Task directions:
Go through the data and report each line that holds the string "ScrollbarEngine".

§

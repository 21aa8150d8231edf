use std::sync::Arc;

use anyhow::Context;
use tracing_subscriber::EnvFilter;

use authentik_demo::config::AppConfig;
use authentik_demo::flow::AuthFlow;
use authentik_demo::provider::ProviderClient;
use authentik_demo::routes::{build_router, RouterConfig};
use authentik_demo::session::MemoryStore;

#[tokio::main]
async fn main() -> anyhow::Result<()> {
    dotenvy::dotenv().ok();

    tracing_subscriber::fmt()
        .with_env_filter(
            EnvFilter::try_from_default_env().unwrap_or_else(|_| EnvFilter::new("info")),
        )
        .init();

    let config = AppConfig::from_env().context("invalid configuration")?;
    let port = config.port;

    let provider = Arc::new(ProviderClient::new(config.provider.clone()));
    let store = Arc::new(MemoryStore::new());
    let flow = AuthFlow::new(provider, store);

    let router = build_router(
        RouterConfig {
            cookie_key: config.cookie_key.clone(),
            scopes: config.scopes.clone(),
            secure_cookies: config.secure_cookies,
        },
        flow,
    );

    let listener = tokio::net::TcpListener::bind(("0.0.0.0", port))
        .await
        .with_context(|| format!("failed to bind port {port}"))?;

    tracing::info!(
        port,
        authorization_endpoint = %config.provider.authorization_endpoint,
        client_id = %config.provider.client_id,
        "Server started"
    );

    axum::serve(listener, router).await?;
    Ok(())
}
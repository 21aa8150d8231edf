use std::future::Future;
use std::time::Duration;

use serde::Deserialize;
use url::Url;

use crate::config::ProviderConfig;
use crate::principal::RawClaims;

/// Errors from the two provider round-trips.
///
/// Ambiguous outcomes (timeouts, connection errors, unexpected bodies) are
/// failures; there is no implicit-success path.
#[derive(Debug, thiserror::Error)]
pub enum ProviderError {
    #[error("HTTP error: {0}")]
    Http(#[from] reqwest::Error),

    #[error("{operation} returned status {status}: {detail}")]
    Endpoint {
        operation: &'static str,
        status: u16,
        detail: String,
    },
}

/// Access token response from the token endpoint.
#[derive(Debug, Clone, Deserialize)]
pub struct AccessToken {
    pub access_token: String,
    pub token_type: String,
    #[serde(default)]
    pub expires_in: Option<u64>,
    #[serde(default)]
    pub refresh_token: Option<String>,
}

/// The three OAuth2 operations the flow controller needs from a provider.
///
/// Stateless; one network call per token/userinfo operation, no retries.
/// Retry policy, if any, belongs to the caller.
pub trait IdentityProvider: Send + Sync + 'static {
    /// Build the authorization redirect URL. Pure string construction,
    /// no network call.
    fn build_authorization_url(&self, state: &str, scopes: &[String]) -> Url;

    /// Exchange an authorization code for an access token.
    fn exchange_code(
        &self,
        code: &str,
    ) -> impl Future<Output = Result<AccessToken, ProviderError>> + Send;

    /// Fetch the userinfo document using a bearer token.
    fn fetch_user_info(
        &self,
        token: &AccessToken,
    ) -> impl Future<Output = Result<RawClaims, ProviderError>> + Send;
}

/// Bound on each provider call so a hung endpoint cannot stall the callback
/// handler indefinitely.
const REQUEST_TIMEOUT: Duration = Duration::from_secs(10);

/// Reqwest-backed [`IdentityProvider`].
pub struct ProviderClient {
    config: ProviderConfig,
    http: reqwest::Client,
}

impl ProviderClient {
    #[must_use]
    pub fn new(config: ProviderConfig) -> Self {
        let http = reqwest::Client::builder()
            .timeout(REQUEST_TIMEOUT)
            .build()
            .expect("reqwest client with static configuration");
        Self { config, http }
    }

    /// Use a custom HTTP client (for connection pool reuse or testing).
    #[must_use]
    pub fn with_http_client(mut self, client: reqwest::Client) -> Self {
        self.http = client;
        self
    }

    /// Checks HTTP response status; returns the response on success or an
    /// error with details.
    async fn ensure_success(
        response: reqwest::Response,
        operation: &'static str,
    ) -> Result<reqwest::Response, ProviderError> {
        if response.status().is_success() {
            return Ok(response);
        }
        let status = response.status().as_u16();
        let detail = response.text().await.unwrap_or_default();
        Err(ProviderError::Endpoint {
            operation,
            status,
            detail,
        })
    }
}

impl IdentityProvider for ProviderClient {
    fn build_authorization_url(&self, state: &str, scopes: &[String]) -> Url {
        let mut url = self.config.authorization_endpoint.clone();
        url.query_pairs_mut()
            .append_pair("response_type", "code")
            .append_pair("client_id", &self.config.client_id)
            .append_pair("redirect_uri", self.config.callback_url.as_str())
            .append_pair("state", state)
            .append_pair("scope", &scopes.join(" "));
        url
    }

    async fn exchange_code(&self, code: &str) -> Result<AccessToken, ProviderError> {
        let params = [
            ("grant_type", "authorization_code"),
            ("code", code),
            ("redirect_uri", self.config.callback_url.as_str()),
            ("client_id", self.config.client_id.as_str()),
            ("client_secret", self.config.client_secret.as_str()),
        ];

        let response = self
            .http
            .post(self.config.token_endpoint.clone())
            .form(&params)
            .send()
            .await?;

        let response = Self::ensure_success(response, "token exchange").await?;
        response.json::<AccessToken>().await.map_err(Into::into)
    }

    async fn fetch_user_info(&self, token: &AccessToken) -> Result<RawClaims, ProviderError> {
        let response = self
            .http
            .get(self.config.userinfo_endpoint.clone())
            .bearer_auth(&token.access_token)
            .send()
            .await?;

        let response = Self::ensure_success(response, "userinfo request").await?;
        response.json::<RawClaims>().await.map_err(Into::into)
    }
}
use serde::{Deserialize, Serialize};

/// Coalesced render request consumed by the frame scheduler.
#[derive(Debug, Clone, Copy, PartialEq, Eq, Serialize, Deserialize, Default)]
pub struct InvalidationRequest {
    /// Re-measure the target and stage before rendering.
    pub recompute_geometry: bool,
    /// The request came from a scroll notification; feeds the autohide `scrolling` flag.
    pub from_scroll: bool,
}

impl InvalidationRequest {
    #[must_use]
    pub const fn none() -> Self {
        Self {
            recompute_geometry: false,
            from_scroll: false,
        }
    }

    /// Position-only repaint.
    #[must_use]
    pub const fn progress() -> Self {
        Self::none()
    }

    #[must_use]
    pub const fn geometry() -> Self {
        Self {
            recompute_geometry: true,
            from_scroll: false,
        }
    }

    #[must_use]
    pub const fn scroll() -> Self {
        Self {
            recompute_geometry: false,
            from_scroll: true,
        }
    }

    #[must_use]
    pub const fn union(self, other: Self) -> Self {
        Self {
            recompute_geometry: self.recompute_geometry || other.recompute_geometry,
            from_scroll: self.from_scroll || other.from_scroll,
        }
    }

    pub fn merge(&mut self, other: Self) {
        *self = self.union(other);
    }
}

§

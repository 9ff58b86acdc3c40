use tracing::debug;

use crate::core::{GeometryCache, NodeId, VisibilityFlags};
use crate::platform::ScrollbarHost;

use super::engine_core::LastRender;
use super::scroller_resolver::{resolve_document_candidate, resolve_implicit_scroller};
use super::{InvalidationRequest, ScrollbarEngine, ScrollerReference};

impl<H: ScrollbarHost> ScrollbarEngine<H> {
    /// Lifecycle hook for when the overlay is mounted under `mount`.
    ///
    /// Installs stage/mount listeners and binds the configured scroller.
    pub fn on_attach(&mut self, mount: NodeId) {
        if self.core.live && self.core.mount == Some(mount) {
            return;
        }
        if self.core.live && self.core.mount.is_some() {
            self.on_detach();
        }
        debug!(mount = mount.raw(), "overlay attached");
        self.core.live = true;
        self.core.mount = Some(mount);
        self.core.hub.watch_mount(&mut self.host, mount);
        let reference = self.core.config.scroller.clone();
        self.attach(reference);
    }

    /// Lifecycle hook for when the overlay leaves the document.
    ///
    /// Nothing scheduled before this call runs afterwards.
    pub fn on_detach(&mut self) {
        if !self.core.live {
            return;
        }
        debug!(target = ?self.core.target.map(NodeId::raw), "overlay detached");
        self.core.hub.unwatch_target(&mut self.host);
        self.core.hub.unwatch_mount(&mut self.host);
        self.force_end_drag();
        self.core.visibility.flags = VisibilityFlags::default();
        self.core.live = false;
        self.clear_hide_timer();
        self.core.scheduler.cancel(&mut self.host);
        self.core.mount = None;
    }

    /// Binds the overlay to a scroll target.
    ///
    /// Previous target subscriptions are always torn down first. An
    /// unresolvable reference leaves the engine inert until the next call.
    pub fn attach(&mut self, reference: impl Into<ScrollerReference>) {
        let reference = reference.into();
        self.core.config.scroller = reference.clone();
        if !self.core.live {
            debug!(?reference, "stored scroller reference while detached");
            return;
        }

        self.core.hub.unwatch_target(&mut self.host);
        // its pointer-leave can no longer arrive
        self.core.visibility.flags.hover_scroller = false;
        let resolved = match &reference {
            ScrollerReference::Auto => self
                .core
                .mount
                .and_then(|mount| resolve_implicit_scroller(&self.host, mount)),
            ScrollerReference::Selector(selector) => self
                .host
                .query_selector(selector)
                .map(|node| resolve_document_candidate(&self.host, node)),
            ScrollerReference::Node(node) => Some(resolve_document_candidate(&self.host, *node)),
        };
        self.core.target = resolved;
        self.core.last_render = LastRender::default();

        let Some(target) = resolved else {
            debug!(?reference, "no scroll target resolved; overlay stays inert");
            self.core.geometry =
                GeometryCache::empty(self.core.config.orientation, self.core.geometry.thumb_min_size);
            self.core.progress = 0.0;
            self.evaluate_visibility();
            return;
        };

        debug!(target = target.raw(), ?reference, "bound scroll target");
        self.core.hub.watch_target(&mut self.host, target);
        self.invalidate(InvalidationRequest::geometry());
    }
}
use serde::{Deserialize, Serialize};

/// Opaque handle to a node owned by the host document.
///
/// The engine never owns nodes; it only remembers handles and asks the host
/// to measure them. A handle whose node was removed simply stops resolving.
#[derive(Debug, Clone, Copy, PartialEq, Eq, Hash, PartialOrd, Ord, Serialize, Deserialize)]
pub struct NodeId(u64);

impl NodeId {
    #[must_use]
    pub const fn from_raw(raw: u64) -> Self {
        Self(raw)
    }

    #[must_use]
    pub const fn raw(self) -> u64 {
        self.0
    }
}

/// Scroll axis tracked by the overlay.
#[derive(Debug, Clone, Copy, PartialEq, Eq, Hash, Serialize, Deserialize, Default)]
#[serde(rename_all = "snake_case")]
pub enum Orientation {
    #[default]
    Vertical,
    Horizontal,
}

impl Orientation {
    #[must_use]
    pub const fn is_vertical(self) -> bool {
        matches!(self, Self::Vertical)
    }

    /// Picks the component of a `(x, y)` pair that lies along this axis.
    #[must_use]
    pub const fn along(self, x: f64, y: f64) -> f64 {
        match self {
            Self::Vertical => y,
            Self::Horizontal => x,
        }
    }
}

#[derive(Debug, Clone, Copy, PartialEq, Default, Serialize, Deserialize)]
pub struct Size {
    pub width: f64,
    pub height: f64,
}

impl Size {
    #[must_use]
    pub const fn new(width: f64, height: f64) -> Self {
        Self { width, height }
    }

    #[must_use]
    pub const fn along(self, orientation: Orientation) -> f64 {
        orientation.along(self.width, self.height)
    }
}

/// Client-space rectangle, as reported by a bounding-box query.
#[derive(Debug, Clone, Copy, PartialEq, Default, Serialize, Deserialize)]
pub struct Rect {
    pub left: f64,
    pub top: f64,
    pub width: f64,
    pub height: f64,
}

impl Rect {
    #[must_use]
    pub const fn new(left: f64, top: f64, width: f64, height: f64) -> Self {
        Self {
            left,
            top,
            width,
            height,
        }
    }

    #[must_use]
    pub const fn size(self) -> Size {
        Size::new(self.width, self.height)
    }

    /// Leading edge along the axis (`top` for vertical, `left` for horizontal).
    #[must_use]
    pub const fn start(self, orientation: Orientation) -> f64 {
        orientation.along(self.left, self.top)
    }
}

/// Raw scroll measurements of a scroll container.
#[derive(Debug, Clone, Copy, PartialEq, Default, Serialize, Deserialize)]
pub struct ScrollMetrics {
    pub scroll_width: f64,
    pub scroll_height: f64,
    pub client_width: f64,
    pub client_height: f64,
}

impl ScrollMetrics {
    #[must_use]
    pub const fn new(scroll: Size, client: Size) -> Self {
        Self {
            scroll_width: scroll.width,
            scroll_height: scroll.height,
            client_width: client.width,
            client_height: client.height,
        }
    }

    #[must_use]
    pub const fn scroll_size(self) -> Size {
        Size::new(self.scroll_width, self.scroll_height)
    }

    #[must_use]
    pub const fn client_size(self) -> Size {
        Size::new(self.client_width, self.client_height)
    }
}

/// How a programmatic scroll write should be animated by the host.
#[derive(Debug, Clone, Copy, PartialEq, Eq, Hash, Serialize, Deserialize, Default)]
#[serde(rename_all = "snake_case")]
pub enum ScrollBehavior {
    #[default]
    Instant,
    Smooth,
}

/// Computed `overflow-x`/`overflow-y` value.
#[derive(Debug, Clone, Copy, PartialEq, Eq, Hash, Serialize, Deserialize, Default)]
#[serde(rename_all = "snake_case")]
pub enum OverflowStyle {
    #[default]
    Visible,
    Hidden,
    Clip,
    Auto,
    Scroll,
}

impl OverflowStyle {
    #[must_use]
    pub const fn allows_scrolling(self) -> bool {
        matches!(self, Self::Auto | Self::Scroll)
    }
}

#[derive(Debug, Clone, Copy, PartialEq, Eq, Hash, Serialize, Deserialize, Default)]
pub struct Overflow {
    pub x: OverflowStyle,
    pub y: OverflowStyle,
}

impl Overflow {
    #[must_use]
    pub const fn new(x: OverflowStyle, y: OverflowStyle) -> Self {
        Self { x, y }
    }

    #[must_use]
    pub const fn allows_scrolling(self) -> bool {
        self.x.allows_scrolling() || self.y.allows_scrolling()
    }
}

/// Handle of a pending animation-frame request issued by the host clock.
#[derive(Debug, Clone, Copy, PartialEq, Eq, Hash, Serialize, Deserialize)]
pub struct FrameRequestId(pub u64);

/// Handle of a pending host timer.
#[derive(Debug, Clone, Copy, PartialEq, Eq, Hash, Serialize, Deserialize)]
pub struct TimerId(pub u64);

§

Final answer:
use super::{InvalidationRequest, ScrollbarEngine, ScrollerReference};
impl<H: ScrollbarHost> ScrollbarEngine<H> {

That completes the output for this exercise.